VACETS Regular Technical Column

"Science for Everyone"

"Science for Everyone" was a technical column posted regularly on the VACETS forum. The author of the following articles is Dr. Vo Ta Duc. For more publications produced by other VACETS  members, please visit the VACETS Member Publications page or Technical Columns page.

The VACETS Technical Column is contributed by various members , especially those of the VACETS Technical Affairs Committe. Articles are posted regulary on [email protected] forum. Please send questions, comments and suggestions to [email protected]

Mon, 16 Jan 1995

By Jove: Comet Crash Puzzles

It has been exactly half a year since the fragments of Comet Shoemaker-Levy 9 plowed into Jupiter. There is no better time to re-visit and re-live the excitement of the once-in-a-lifetime event. As of today, six months after the crash, scientists are still continuing their struggle to understand exactly what the impacts have revealed about the inside of the gaseous planet. But even if much of the Jovian interior remains a mystery, the collisions have shed some new insights about the giant planet's upper atmosphere.

Just weeks after Eugene and Carolyn Shoemaker and David H. Levy discovered the comet at California's Mount Palomar Observatory on March 24, 1993, further observations revealed it to consist of 20 or so fragments, eventually labeled A through W, spread out in space like a strand of diamonds. The scientists calculated that the comet had broken up during a previous approach near Jupiter and that it would plunge into the planet for good in July 1994.
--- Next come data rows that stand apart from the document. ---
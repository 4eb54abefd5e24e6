//! Flight credential lifecycle against a mock token endpoint.

use std::sync::Arc;
use std::time::Duration;

use cleartrip_relay::auth::{AuthError, CredentialManager, HttpTokenEndpoint};
use cleartrip_relay::config::FlightPartnerConfig;
use serde_json::json;
use wiremock::matchers::{body_json, method, path};
use wiremock::{Mock, MockServer, ResponseTemplate};

fn manager(server: &MockServer, margin: Duration) -> Arc<CredentialManager> {
    let config = FlightPartnerConfig {
        base_url: server.uri(),
        username: "agent".into(),
        password: "secret".into(),
        tenant_id: "tenant-1".into(),
    };
    let endpoint = HttpTokenEndpoint::new(reqwest::Client::new(), config, Duration::from_secs(5));
    Arc::new(CredentialManager::new(Arc::new(endpoint), margin))
}

#[tokio::test]
async fn test_concurrent_callers_share_one_login() {
    let server = MockServer::start().await;
    Mock::given(method("POST"))
        .and(path("/auth/login"))
        .and(body_json(json!({
            "username": "agent",
            "password": "secret",
            "tenant_id": "tenant-1",
        })))
        .respond_with(
            ResponseTemplate::new(200)
                .set_body_json(json!({ "access_token": "tok-1", "expires_in": 3600 }))
                .set_delay(Duration::from_millis(200)),
        )
        .expect(1)
        .mount(&server)
        .await;

    let credentials = manager(&server, Duration::from_secs(300));
    let mut handles = Vec::new();
    for _ in 0..20 {
        let credentials = credentials.clone();
        handles.push(tokio::spawn(async move { credentials.get_token().await }));
    }
    for handle in handles {
        assert_eq!(handle.await.unwrap().unwrap(), "tok-1");
    }
}

#[tokio::test]
async fn test_expired_token_refreshes() {
    let server = MockServer::start().await;
    Mock::given(method("POST"))
        .and(path("/auth/login"))
        .respond_with(ResponseTemplate::new(200).set_body_json(json!({
            "access_token": "tok-1",
            "refresh_token": "ref-1",
            "expires_in": 1,
        })))
        .expect(1)
        .mount(&server)
        .await;
    Mock::given(method("POST"))
        .and(path("/auth/refresh"))
        .and(body_json(json!({ "refresh_token": "ref-1" })))
        .respond_with(ResponseTemplate::new(200).set_body_json(json!({
            "access_token": "tok-2",
            "expires_in": 3600,
        })))
        .expect(1)
        .mount(&server)
        .await;

    let credentials = manager(&server, Duration::ZERO);
    assert_eq!(credentials.get_token().await.unwrap(), "tok-1");

    tokio::time::sleep(Duration::from_millis(1100)).await;
    assert_eq!(credentials.get_token().await.unwrap(), "tok-2");
}

#[tokio::test]
async fn test_rejected_refresh_falls_back_to_login() {
    let server = MockServer::start().await;
    Mock::given(method("POST"))
        .and(path("/auth/login"))
        .respond_with(ResponseTemplate::new(200).set_body_json(json!({
            "access_token": "tok-1",
            "refresh_token": "ref-1",
            "expires_in": 1,
        })))
        .up_to_n_times(1)
        .mount(&server)
        .await;
    Mock::given(method("POST"))
        .and(path("/auth/login"))
        .respond_with(ResponseTemplate::new(200).set_body_json(json!({
            "access_token": "tok-3",
            "expires_in": 3600,
        })))
        .mount(&server)
        .await;
    Mock::given(method("POST"))
        .and(path("/auth/refresh"))
        .respond_with(ResponseTemplate::new(401).set_body_json(json!({ "detail": "expired" })))
        .expect(1)
        .mount(&server)
        .await;

    let credentials = manager(&server, Duration::ZERO);
    assert_eq!(credentials.get_token().await.unwrap(), "tok-1");

    tokio::time::sleep(Duration::from_millis(1100)).await;
    assert_eq!(credentials.get_token().await.unwrap(), "tok-3");
}

#[tokio::test]
async fn test_rejected_login_reports_partner_status() {
    let server = MockServer::start().await;
    Mock::given(method("POST"))
        .and(path("/auth/login"))
        .respond_with(ResponseTemplate::new(401).set_body_json(json!({ "detail": "bad password" })))
        .mount(&server)
        .await;

    let credentials = manager(&server, Duration::from_secs(300));
    match credentials.get_token().await {
        Err(AuthError::Rejected { status, body }) => {
            assert_eq!(status, 401);
            assert_eq!(body["detail"], "bad password");
        }
        other => panic!("expected rejection, got {:?}", other),
    }
    assert!(!credentials.snapshot().await.cached);
}

#[tokio::test]
async fn test_malformed_token_response() {
    let server = MockServer::start().await;
    Mock::given(method("POST"))
        .and(path("/auth/login"))
        .respond_with(ResponseTemplate::new(200).set_body_string("not json"))
        .mount(&server)
        .await;

    let credentials = manager(&server, Duration::from_secs(300));
    assert!(matches!(
        credentials.get_token().await,
        Err(AuthError::Malformed(_))
    ));
}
On July 16, 1994, for over six days, fragments of Comet Shoemaker-Levy 9 plowed into Jupiter, leaving behind a necklace of dark bruises. The Jovian show was big and dazzling. The Jovian fireworks kept electronic mail buzzing for weeks. How big were the fragments? How large a punch did they pack? How deeply did they penetrate into Jupiter's atmosphere? Shoving these related riddles will help reveal how much of the planet's hidden interior the collisions exposed.

The upper reaches of Jupiter's clouds appear to consist of three distinct layers. Visible clouds of ammonia lie at the top. Beneath this may be a layer of ammonium hydrosulfide. The deepest layer is thought to contain water. How deep did the fragments go? Scientists have not agreed on the subject. To observers marvelling over the first fireballs and dark bruises in Jupiter's atmosphere, it seemed that the comet's fragments must have been big, solid projectiles, plunging deep into the atmosphere. But as the week wore on and astronomers analyzed the impact sites, doubts set in. By the time the curtain had come down, some researchers were arguing that the impact debris and scars didn't look as if they came from deeply penetrating wounds. Now, half a year later, what are the conclusions of the collisions?

The intensity and duration of light from each event offer important clues. Rather than producing a single burst, the larger fragments staged an extended light show: an initial flash as a chunk entered Jupiter's upper atmosphere, a glowing plume of debris shooting thousands of kilometers above the clouds, and the radiation generated when the plume crashed back down with a high-velocity splash.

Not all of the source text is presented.